▶ [Collected data entries]:
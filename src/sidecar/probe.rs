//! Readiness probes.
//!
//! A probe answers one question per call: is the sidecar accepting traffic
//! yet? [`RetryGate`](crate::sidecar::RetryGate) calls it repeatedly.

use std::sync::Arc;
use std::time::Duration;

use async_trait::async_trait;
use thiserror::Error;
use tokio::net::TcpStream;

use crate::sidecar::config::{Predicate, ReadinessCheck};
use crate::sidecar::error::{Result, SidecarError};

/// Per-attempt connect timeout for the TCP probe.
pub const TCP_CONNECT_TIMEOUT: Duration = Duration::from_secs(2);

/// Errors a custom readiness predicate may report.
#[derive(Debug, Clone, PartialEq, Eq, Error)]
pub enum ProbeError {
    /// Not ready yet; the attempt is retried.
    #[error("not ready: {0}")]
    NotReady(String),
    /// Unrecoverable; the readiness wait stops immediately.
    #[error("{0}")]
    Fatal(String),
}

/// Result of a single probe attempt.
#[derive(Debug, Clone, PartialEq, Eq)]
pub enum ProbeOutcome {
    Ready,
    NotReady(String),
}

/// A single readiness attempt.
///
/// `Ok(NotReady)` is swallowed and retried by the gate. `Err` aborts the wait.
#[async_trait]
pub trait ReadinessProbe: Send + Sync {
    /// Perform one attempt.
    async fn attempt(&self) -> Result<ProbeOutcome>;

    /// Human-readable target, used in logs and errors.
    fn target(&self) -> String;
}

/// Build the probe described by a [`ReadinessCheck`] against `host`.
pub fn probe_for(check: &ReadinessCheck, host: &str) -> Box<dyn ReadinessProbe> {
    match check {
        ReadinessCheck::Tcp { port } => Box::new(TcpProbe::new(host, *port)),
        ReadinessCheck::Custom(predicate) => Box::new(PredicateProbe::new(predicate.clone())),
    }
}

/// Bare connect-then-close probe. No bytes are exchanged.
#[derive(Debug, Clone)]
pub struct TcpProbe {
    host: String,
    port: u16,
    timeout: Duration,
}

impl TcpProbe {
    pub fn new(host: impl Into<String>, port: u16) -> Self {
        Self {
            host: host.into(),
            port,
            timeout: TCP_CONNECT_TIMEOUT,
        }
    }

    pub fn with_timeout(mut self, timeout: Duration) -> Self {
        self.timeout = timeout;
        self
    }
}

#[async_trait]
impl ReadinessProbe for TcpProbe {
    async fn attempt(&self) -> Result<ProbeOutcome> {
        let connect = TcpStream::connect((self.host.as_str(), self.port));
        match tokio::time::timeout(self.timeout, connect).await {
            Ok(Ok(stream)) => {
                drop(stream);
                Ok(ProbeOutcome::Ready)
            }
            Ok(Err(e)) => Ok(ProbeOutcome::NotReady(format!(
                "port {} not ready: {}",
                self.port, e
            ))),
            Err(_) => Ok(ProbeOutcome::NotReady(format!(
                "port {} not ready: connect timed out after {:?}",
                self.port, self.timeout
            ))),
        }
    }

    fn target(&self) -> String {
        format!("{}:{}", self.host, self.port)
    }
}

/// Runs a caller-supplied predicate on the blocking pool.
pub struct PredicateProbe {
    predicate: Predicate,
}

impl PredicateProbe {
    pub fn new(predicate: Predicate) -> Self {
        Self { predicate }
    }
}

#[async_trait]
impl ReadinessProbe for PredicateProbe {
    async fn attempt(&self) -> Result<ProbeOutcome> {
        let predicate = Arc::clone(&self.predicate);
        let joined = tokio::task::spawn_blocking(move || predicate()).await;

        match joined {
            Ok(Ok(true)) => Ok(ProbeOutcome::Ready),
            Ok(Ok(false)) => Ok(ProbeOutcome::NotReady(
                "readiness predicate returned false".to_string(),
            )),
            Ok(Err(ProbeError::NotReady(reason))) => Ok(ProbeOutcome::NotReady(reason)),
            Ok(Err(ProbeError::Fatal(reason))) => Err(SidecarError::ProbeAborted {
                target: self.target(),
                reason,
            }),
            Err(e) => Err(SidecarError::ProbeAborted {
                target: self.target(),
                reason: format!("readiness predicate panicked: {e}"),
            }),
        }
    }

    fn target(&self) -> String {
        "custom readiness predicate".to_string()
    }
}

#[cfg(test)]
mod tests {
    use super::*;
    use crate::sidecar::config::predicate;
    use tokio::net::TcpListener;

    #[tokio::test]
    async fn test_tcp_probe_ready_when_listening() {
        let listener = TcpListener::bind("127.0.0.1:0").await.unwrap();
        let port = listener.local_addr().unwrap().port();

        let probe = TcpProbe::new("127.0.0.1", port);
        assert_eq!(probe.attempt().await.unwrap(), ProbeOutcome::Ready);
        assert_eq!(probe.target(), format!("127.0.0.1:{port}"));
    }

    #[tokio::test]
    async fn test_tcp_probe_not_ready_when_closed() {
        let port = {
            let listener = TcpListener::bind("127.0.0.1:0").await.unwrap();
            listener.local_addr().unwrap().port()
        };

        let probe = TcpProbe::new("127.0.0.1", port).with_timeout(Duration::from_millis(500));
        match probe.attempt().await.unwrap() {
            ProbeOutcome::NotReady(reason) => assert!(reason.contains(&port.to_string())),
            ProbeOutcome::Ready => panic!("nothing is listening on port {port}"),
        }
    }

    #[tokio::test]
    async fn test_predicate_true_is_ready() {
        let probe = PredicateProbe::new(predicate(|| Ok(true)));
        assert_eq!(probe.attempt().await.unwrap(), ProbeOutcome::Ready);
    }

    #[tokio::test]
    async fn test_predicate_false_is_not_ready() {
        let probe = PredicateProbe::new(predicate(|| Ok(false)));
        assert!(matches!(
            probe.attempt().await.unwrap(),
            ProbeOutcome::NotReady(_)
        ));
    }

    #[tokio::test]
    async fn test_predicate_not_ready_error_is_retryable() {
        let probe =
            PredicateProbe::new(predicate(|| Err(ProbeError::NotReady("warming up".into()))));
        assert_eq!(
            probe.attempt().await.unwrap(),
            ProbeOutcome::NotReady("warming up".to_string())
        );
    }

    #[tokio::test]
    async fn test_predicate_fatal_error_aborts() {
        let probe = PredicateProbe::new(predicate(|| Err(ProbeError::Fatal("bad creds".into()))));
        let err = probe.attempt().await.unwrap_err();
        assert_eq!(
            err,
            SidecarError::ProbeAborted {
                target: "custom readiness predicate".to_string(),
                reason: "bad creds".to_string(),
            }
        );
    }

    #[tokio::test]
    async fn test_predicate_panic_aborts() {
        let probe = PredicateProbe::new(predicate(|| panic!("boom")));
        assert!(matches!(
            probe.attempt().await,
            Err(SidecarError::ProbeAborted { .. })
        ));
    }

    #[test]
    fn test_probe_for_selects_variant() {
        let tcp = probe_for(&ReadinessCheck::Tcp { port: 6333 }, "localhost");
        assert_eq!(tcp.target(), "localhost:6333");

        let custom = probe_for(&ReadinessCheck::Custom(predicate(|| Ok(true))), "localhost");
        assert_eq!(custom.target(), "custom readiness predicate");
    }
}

▶ [TASK]: Would you please copy exactly the part of the entries above that begins at the line containing "the TCP probe." and ends at the line containing "pub enum ProbeOutcome", both lines included?

▶ [WRITTEN RESPONSE]:
/// Per-attempt connect timeout for the TCP probe.
pub const TCP_CONNECT_TIMEOUT: Duration = Duration::from_secs(2);

/// Errors a custom readiness predicate may report.
#[derive(Debug, Clone, PartialEq, Eq, Error)]
pub enum ProbeError {
    /// Not ready yet; the attempt is retried.
    #[error("not ready: {0}")]
    NotReady(String),
    /// Unrecoverable; the readiness wait stops immediately.
    #[error("{0}")]
    Fatal(String),
}

/// Result of a single probe attempt.
#[derive(Debug, Clone, PartialEq, Eq)]
pub enum ProbeOutcome {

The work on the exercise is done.